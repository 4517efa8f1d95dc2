// Copyright (c) 2025 Fabstir
// SPDX-License-Identifier: BUSL-1.1
// Decision boundaries of the length and structure rules, end to end

use fabstir_seo_auditor::audit::NO_ISSUE;
use fabstir_seo_auditor::Metric;

use super::support::audit_page;

const URL: &str = "https://example.com/page";

async fn record(metric: Metric, html: String) -> (String, String) {
    let audit = audit_page(URL, &html).await;
    let record = audit.report().unwrap().get(metric).unwrap().clone();
    (record.recommendation, record.example)
}

#[tokio::test]
async fn test_title_length_boundaries() {
    let page = |n: usize| format!("<html><head><title>{}</title></head></html>", "x".repeat(n));

    let (rec, _) = record(Metric::PageTitle, page(29)).await;
    assert!(rec.starts_with("Expand the page title"));
    assert_eq!(record(Metric::PageTitle, page(30)).await.0, NO_ISSUE);
    assert_eq!(record(Metric::PageTitle, page(60)).await.0, NO_ISSUE);
    let (rec, example) = record(Metric::PageTitle, page(61)).await;
    assert!(rec.starts_with("Shorten the page title"));
    assert_eq!(example, "x".repeat(61));
}

#[tokio::test]
async fn test_description_length_boundaries() {
    let page = |n: usize| {
        format!(
            r#"<html><head><meta name="description" content="{}"></head></html>"#,
            "d".repeat(n)
        )
    };

    assert!(record(Metric::MetaDescription, page(119))
        .await
        .0
        .starts_with("Expand the meta description"));
    assert_eq!(record(Metric::MetaDescription, page(120)).await.0, NO_ISSUE);
    assert_eq!(record(Metric::MetaDescription, page(160)).await.0, NO_ISSUE);
    assert!(record(Metric::MetaDescription, page(161))
        .await
        .0
        .starts_with("Shorten the meta description"));
}

#[tokio::test]
async fn test_h1_count() {
    let (rec, example) = record(Metric::H1Structure, "<body><p>No heading</p></body>".into()).await;
    assert!(rec.starts_with("Add exactly one <h1>"));
    assert_eq!(example, "(no H1 found)");

    let (rec, example) = record(
        Metric::H1Structure,
        "<body><h1>Spades</h1><h1>Rakes</h1></body>".into(),
    )
    .await;
    assert!(rec.starts_with("Remove extra <h1>"));
    assert_eq!(example, "Spades; Rakes");
}

#[tokio::test]
async fn test_h3_not_applicable_without_h2() {
    let (rec, _) = record(Metric::H3Presence, "<body><h1>Only</h1></body>".into()).await;
    assert_eq!(rec, NO_ISSUE);

    let (rec, example) = record(Metric::H3Presence, "<body><h2>Section</h2></body>".into()).await;
    assert_ne!(rec, NO_ISSUE);
    assert_eq!(example, "(no H3 tags found)");
}

#[tokio::test]
async fn test_empty_alt_counted_missing_alt_ignored() {
    let html = r#"<body><img src="/a.png" alt=""><img src="/b.png"><img src="/c.png" alt="Logo"></body>"#;
    let (rec, example) = record(Metric::ImageAltTextPresence, html.into()).await;
    assert!(rec.starts_with("1 image(s) lack alt text"));
    assert!(example.contains("/a.png"));
}

#[tokio::test]
async fn test_banner_polarity() {
    let (rec, example) = record(
        Metric::BannerCta,
        "<body><p>Subscribe to our newsletter</p></body>".into(),
    )
    .await;
    assert_eq!(rec, NO_ISSUE);
    assert_eq!(example, "subscribe");

    let (rec, _) = record(Metric::BannerCta, "<body><p>Just an article</p></body>".into()).await;
    assert_ne!(rec, NO_ISSUE);
}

# # # #

**YOUR TASK:** Go through the records from the first line and copy each one exactly, ending after the line that contains "async fn record(metric: Metric, html: String)". Give nothing else.

**RESPONSE FOR THIS EXERCISE:**
repository 4517efa8f1d95dc2
// Copyright (c) 2025 Fabstir
// SPDX-License-Identifier: BUSL-1.1
// Decision boundaries of the length and structure rules, end to end

use fabstir_seo_auditor::audit::NO_ISSUE;
use fabstir_seo_auditor::Metric;

use super::support::audit_page;

const URL: &str = "https://example.com/page";

async fn record(metric: Metric, html: String) -> (String, String) {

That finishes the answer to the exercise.